BRIEF ::
Among the lines below, count those with "kept". Give the total alone.

EXTRACTED MATERIAL ::
◇ ◇ ◇ ◇ ◇
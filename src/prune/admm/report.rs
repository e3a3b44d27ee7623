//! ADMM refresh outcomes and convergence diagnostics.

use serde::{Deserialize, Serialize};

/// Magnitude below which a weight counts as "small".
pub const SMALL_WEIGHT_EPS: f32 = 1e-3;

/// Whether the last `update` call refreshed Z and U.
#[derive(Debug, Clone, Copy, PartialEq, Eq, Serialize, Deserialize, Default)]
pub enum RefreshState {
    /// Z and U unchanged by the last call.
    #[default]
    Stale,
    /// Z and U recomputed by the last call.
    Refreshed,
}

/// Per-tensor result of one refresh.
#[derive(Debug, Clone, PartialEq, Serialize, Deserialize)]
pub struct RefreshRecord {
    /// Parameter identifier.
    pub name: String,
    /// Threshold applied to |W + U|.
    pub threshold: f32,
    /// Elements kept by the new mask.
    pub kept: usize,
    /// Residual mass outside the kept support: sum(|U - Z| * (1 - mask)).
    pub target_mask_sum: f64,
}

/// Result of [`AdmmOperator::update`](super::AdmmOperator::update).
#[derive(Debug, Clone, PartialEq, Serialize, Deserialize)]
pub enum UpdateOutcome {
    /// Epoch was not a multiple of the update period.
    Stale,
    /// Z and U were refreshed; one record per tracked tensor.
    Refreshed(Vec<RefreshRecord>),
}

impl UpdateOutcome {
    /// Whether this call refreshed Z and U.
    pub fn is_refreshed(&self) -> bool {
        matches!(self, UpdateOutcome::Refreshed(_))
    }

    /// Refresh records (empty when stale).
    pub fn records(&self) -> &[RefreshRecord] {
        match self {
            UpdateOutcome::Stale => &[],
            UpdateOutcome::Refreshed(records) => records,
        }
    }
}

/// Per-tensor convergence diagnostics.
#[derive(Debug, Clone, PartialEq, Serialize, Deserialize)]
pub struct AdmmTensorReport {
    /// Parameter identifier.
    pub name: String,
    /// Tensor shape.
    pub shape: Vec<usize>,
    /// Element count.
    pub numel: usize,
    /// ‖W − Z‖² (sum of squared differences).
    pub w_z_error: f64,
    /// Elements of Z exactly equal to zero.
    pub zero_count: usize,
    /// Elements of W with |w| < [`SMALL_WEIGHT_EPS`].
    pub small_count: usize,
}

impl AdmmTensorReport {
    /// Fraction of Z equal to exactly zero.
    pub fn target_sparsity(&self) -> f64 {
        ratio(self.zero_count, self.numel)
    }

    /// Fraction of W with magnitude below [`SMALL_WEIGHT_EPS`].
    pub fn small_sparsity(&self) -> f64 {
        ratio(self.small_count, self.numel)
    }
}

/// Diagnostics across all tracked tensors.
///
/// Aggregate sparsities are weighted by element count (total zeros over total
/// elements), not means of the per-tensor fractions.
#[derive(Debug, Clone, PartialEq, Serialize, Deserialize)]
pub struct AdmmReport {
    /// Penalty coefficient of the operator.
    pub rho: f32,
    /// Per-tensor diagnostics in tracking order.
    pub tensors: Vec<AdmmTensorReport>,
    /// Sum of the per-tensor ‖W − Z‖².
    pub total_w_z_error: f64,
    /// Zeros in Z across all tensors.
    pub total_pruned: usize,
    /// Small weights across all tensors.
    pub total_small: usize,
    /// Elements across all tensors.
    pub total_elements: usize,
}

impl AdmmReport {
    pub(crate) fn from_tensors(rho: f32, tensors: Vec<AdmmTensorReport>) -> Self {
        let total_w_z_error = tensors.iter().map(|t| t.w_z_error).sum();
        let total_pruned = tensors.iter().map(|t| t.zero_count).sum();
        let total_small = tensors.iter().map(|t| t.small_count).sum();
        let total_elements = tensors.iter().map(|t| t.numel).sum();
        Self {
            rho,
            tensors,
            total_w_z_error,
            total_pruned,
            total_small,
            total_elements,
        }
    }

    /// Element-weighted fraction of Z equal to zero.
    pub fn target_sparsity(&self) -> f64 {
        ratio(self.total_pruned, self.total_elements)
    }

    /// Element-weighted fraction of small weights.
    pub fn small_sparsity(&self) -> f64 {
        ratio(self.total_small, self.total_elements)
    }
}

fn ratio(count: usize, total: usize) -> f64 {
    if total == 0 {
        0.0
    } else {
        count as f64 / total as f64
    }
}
◇ ◇ ◇ ◇ ◇
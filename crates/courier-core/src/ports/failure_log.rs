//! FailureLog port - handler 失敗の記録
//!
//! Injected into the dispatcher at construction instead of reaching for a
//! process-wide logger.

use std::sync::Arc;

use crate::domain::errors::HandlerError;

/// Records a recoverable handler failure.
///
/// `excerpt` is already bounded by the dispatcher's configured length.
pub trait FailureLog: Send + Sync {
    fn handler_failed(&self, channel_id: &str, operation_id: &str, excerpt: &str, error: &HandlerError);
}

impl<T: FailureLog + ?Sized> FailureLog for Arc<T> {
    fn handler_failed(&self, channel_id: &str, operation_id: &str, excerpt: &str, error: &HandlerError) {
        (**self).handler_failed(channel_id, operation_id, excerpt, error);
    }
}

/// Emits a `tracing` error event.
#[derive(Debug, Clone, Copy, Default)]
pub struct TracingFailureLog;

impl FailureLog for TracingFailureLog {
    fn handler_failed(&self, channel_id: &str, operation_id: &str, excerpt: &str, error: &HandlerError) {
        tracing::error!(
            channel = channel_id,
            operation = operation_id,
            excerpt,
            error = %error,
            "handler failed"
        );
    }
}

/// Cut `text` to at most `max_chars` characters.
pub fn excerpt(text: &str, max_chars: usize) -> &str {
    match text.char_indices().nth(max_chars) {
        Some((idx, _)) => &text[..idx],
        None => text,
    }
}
◇ ◇ ◇ ◇ ◇
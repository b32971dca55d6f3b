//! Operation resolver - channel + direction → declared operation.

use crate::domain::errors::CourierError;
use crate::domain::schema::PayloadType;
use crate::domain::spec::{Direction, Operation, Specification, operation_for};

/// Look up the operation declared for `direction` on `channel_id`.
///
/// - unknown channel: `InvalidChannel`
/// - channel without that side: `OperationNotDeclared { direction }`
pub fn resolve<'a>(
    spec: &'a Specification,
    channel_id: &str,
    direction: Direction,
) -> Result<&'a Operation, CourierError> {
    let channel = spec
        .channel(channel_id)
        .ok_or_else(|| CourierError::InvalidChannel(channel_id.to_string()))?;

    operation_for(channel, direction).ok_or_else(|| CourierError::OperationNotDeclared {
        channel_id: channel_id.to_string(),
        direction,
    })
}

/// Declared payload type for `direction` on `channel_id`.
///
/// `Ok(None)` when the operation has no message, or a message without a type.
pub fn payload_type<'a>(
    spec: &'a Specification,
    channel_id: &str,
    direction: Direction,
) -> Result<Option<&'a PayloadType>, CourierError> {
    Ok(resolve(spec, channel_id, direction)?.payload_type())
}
◇ ◇ ◇ ◇ ◇
ANSWER SECTION ::
3